Photographs and captions by the author. The historic photograph is one of many displayed inside the building. It has been slightly retouched (to remove a crease or tear), and appears here by kind permission of Workspace Management Ltd. [You may use the other images without prior permission for any scholarly or educational purpose as long as you (1) credit the photographer and (2) link your document to this URL in a web document or cite it in a print one. Click on the thumbnails for larger pictures.]

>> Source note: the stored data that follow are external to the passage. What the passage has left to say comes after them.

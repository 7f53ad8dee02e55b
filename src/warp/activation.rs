use std::sync::{Arc, Mutex, MutexGuard};

use serde::{Deserialize, Serialize};

use crate::bus::{EventBus, Subscription, SubscriptionGuard};

use super::dedup::DedupWatcher;

#[derive(Debug, Clone, Copy, PartialEq, Eq, Hash, Serialize, Deserialize)]
#[serde(rename_all = "UPPERCASE")]
pub enum TrackDifficulty {
    Novice,
    Intermediate,
    Advanced,
}

#[derive(Debug, Clone, PartialEq, Eq, Serialize, Deserialize)]
#[serde(rename_all = "camelCase")]
pub struct ActiveTrack {
    pub world_slug: String,
    pub track_slug: String,
    pub label: String,
    pub difficulty: TrackDifficulty,
}

/// The currently selected track, shared by every layout surface.
///
/// `warp_to` is the single producer; each change is pushed to subscribers as
/// the new `Option<ActiveTrack>`.
pub struct TrackActivation {
    current: Mutex<Option<ActiveTrack>>,
    changes: EventBus<Option<ActiveTrack>>,
}

impl TrackActivation {
    pub fn new() -> Self {
        Self {
            current: Mutex::new(None),
            changes: EventBus::new(),
        }
    }

    pub fn current(&self) -> Option<ActiveTrack> {
        self.lock().clone()
    }

    /// Activate `track` on every surface. Re-warping to the same track still
    /// notifies; deduplication is the consumer's job.
    pub fn warp_to(&self, track: ActiveTrack) {
        tracing::debug!(
            world = %track.world_slug,
            track = %track.track_slug,
            "warp to track"
        );
        *self.lock() = Some(track.clone());
        self.changes.publish(Some(track));
    }

    pub fn clear(&self) {
        *self.lock() = None;
        self.changes.publish(None);
    }

    pub fn subscribe<F>(&self, listener: F) -> Subscription
    where
        F: Fn(&Option<ActiveTrack>) + Send + Sync + 'static,
    {
        self.changes.subscribe(listener)
    }

    fn lock(&self) -> MutexGuard<'_, Option<ActiveTrack>> {
        self.current
            .lock()
            .unwrap_or_else(|poisoned| poisoned.into_inner())
    }
}

impl Default for TrackActivation {
    fn default() -> Self {
        Self::new()
    }
}

/// Call `on_warp` exactly once per distinct `track_slug` the activation store
/// moves to. A track that is already active when the watcher attaches counts
/// as the first observation.
///
/// The watcher detaches when the returned guard is dropped, so a surface
/// holds the guard for as long as it is mounted.
pub fn track_warp<F>(activation: &TrackActivation, on_warp: F) -> SubscriptionGuard
where
    F: Fn(&ActiveTrack) + Send + Sync + 'static,
{
    let watcher = Arc::new(DedupWatcher::new(
        |track: &ActiveTrack| track.track_slug.clone(),
        on_warp,
    ));

    let listener = watcher.clone();
    let subscription = activation.subscribe(move |track| {
        listener.observe(track.as_ref());
    });

    watcher.observe(activation.current().as_ref());
    subscription.into_guard()
}
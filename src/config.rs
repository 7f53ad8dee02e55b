use std::path::Path;

use serde::{Deserialize, Serialize};

use crate::feed::DEFAULT_FEED_CAPACITY;
use crate::gauntlet::GauntletOptions;
use crate::ArcadeError;

pub const BASE_URL_ENV: &str = "EVALFORGE_API_BASE_URL";
pub const TIMEOUT_ENV: &str = "EVALFORGE_API_TIMEOUT_MS";

#[derive(Debug, Clone, Serialize, Deserialize)]
#[serde(rename_all = "camelCase")]
pub struct ApiConfig {
    #[serde(default = "default_base_url")]
    pub base_url: String,
    #[serde(default = "default_timeout_ms")]
    pub timeout_ms: u64,
}

#[derive(Debug, Clone, Serialize, Deserialize)]
#[serde(rename_all = "camelCase")]
pub struct ArcadeConfig {
    #[serde(default)]
    pub api: ApiConfig,
    #[serde(default = "default_feed_capacity")]
    pub feed_capacity: usize,
    #[serde(default)]
    pub gauntlet: GauntletOptions,
}

impl Default for ApiConfig {
    fn default() -> Self {
        Self {
            base_url: default_base_url(),
            timeout_ms: default_timeout_ms(),
        }
    }
}

impl Default for ArcadeConfig {
    fn default() -> Self {
        Self {
            api: ApiConfig::default(),
            feed_capacity: default_feed_capacity(),
            gauntlet: GauntletOptions::default(),
        }
    }
}

impl ArcadeConfig {
    pub fn apply_env_overrides(&mut self) {
        if let Ok(value) = std::env::var(BASE_URL_ENV) {
            if !value.trim().is_empty() {
                self.api.base_url = value.trim().to_string();
            }
        }

        if let Ok(value) = std::env::var(TIMEOUT_ENV) {
            match value.trim().parse::<u64>() {
                Ok(timeout_ms) => self.api.timeout_ms = timeout_ms,
                Err(error) => {
                    tracing::warn!("ignoring {TIMEOUT_ENV}='{value}': {error}");
                }
            }
        }
    }

    pub fn validate(&self) -> Result<(), ArcadeError> {
        reqwest::Url::parse(self.api.base_url.trim()).map_err(|error| {
            ArcadeError::Config(format!(
                "invalid api baseUrl '{}': {error}",
                self.api.base_url
            ))
        })?;
        if self.api.timeout_ms == 0 {
            return Err(ArcadeError::Config(
                "api timeout must be greater than 0".to_string(),
            ));
        }
        if self.feed_capacity == 0 {
            return Err(ArcadeError::Config(
                "feed capacity must be greater than 0".to_string(),
            ));
        }
        if self.gauntlet.maintenance_threshold > self.gauntlet.struggle_threshold {
            return Err(ArcadeError::Config(
                "gauntlet maintenance threshold cannot exceed struggle threshold".to_string(),
            ));
        }
        Ok(())
    }
}

/// Read the JSON config at `path` (defaults when it does not exist), then
/// apply environment overrides.
pub fn load_config(path: Option<&Path>) -> Result<ArcadeConfig, ArcadeError> {
    let mut config = match path {
        Some(path) if path.exists() => {
            let raw = std::fs::read_to_string(path).map_err(|error| {
                ArcadeError::Config(format!("failed to read {}: {error}", path.display()))
            })?;
            serde_json::from_str::<ArcadeConfig>(&raw).map_err(|error| {
                ArcadeError::Config(format!(
                    "invalid configuration in {}: {error}",
                    path.display()
                ))
            })?
        }
        Some(path) => {
            tracing::debug!("config file {} not found, using defaults", path.display());
            ArcadeConfig::default()
        }
        None => ArcadeConfig::default(),
    };

    config.apply_env_overrides();
    config.validate()?;
    Ok(config)
}

fn default_base_url() -> String {
    "http://127.0.0.1:8000".to_string()
}

fn default_timeout_ms() -> u64 {
    30_000
}

fn default_feed_capacity() -> usize {
    DEFAULT_FEED_CAPACITY
}
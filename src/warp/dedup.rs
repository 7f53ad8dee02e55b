use std::sync::Mutex;

/// "Fire at most once per distinct key."
///
/// Remembers the last key it delivered. A value whose key equals that key is
/// suppressed, however it was constructed. An empty observation neither
/// delivers nor forgets the last key, so `A -> empty -> A` fires once.
#[derive(Debug, Clone)]
pub struct OncePerKey<K> {
    last_delivered: Option<K>,
}

impl<K: PartialEq> OncePerKey<K> {
    pub fn new() -> Self {
        Self {
            last_delivered: None,
        }
    }

    /// Record an observation. Returns true when the caller should deliver.
    pub fn admit(&mut self, key: Option<K>) -> bool {
        let Some(key) = key else {
            return false;
        };
        if self.last_delivered.as_ref() == Some(&key) {
            return false;
        }
        self.last_delivered = Some(key);
        true
    }

    /// Project `value` to its key and run `callback` if it is a new key.
    pub fn observe<T, F, C>(&mut self, value: Option<&T>, key_fn: F, callback: C) -> bool
    where
        T: ?Sized,
        F: FnOnce(&T) -> K,
        C: FnOnce(&T),
    {
        let Some(value) = value else {
            return false;
        };
        if !self.admit(Some(key_fn(value))) {
            return false;
        }
        callback(value);
        true
    }

    pub fn last_delivered(&self) -> Option<&K> {
        self.last_delivered.as_ref()
    }
}

impl<K: PartialEq> Default for OncePerKey<K> {
    fn default() -> Self {
        Self::new()
    }
}

/// A [`OncePerKey`] bundled with its key projection and callback, shareable
/// across threads so it can sit behind a bus listener.
pub struct DedupWatcher<T, K> {
    policy: Mutex<OncePerKey<K>>,
    key_fn: Box<dyn Fn(&T) -> K + Send + Sync>,
    callback: Box<dyn Fn(&T) + Send + Sync>,
}

impl<T, K: PartialEq> DedupWatcher<T, K> {
    pub fn new<F, C>(key_fn: F, callback: C) -> Self
    where
        F: Fn(&T) -> K + Send + Sync + 'static,
        C: Fn(&T) + Send + Sync + 'static,
    {
        Self {
            policy: Mutex::new(OncePerKey::new()),
            key_fn: Box::new(key_fn),
            callback: Box::new(callback),
        }
    }

    /// The callback runs after the policy lock is released, so it may feed
    /// new observations back into this watcher.
    pub fn observe(&self, value: Option<&T>) -> bool {
        let Some(value) = value else {
            return false;
        };
        let key = (self.key_fn)(value);
        let admitted = self
            .policy
            .lock()
            .unwrap_or_else(|poisoned| poisoned.into_inner())
            .admit(Some(key));
        if admitted {
            (self.callback)(value);
        }
        admitted
    }
}
use std::sync::atomic::{AtomicBool, Ordering};
use std::sync::Arc;

use tokio::sync::Notify;

#[derive(Debug, Default)]
struct ScopeState {
    cancelled: AtomicBool,
    notify: Notify,
}

/// Lifetime of a mounted UI surface. Work started inside the scope discards
/// its result once the scope is cancelled.
#[derive(Debug, Clone, Default)]
pub struct SurfaceScope {
    state: Arc<ScopeState>,
}

impl SurfaceScope {
    pub fn new() -> Self {
        Self::default()
    }

    pub fn cancel(&self) {
        if !self.state.cancelled.swap(true, Ordering::AcqRel) {
            self.state.notify.notify_waiters();
        }
    }

    pub fn is_cancelled(&self) -> bool {
        self.state.cancelled.load(Ordering::Acquire)
    }

    /// Resolves once the scope is cancelled.
    pub async fn cancelled(&self) {
        let notified = self.state.notify.notified();
        tokio::pin!(notified);
        notified.as_mut().enable();
        if self.is_cancelled() {
            return;
        }
        notified.await;
    }

    /// Cancels the scope when dropped, i.e. when the surface unmounts.
    pub fn unmount_guard(&self) -> UnmountGuard {
        UnmountGuard {
            scope: self.clone(),
        }
    }
}

#[derive(Debug)]
pub struct UnmountGuard {
    scope: SurfaceScope,
}

impl Drop for UnmountGuard {
    fn drop(&mut self) {
        self.scope.cancel();
    }
}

Southbank House, the only surviving part of the Doulton Pottery complex in Lambeth, south London. Tucked away behind the Albert Embankment, this Grade II Listed Building was probably designed by Robert Stark Wilkinson (1844-1936; see Brodie 993); but Wilkinson has different initials in different sources, and other architects are also mentioned, namely F. W. Tarring, and the partnership of Waring & Nicholson. It was built in 1876-78, of red brick with polychromy, and is boldly ornamented at every point with pink and sandy-coloured terracotta dressings. It stands at the junction of Lambeth High Street and Black Prince Road, SE11.

The building housed the pottery's museum and art school (Dixon and Muthesius 135). Although it is described in the listing text as "long," with two bays each side of the corner bay, its height is more striking, since it has five storeys, as well as a basement and attic. The main entrance at the angle is quite narrow, but has a fine tympanum relief by Doulton's then chief designer, George Tinworth, suggesting the purpose of the building — to display Doulton's already well-established, proud tradition. The pottery was founded in 1815, just a stone's throw away in Vauxhall Walk (see Cherry and Pevsner 367).

Left to right: (a) Looking along the Lambeth High Street bays, with their picturesquely varied window types, Gothic and circular here, with their different embellishments. (b) Square-headed windows at the ground floor, with much polychromy. (c) Behind the tiled roof with its fanciful wrought iron cresting, a massive chimney slab with a row of small columns in nooks underneath, and various other decorative elements — even at this height.

Apart from its general presence, what is most striking about this building is its extraordinary range of detailed ornamentation, obviously intended to show off the Doulton product. Gavin Stamp describes it as a "living advertisement," and calls the whole original complex an "elaborate, rumbustious exercise in Ruskinian Gothic" (91).

Left to right: (a) Layers of richly moulded terracotta support the double-storey oriel at the corner bay, depicting foliage and, lower down, lilies. (b) Next to the architraves of the ground floor windows are short heavy buttresses, with lacy patterning including leaf shapes, flower-heads and small circles, on a base with decorative glazed tiles. (c) Geometrically patterned architraves with polychromy, and sills with more glazed tiles — again, the natural forms are set geometrically.

Left: Closer view of the sills. Right: The Doulton complex when intact was fronted by a massive showroom on the (then) recently constructed Albert Embankment.

Roger Dixon and Stefan Muthesius call the Doulton pottery complex, as it originally stood, "one of the most comprehensive commercial establishments in any city" and, like Gavin Stamp, say that its slender 233' high factory chimney to the right was "a slim version of the campanile of the Palazzo Vecchio in Florence" (135). It is thought to have been suggested by Ruskin himself. These Thames-side buildings with their prominent give-away chimney were targeted in World War II, gutted during air raids and demolished in the 1950s. Royal Doulton moved its operations to Stoke-on-Trent in 1856. It is sad that most of Doulton's London pottery premises were lost, but lucky that at least one building remains to give us some idea of what an impressive landmark they must have made.

The name "Doulton" is still written on the building's Black Prince Road façade.

This last photograph, taken from a train coming into Waterloo, shows the other end of the building. The lower part of the wall, next to the tracks, is defaced by graffiti, but above it can still be seen not only the name, standing out plainly on a beige background, but balustrades, terracotta dressings and other refinements in the top two storeys — all in all, as the listing text concludes, "Good example of decorative art integrated with building."

Related Material


Brodie, Antonia. Directory of British Architects 1834-1914. Vol. II (L-Z). London: Continuum / RIBA, 2001. Print.

Cherry, Bridget, and Nikolaus Pevsner. London: South. Buildings of England series. New Haven and London: Yale University Press, 2002. Print.

Dixon, Roger, and Stefan Muthesius. Victorian Architecture. 2nd ed. London: Thames and Hudson, 1985. Print.

"Southbank House, Lambeth." British Listed Buildings. Web. 20 December 2013.

Stamp, Gavin. Lost Victorian Britain: How the Twentieth Century Destroyed the Nineteenth Century's Architectural Masterpieces. London: Aurum, 2010. Print.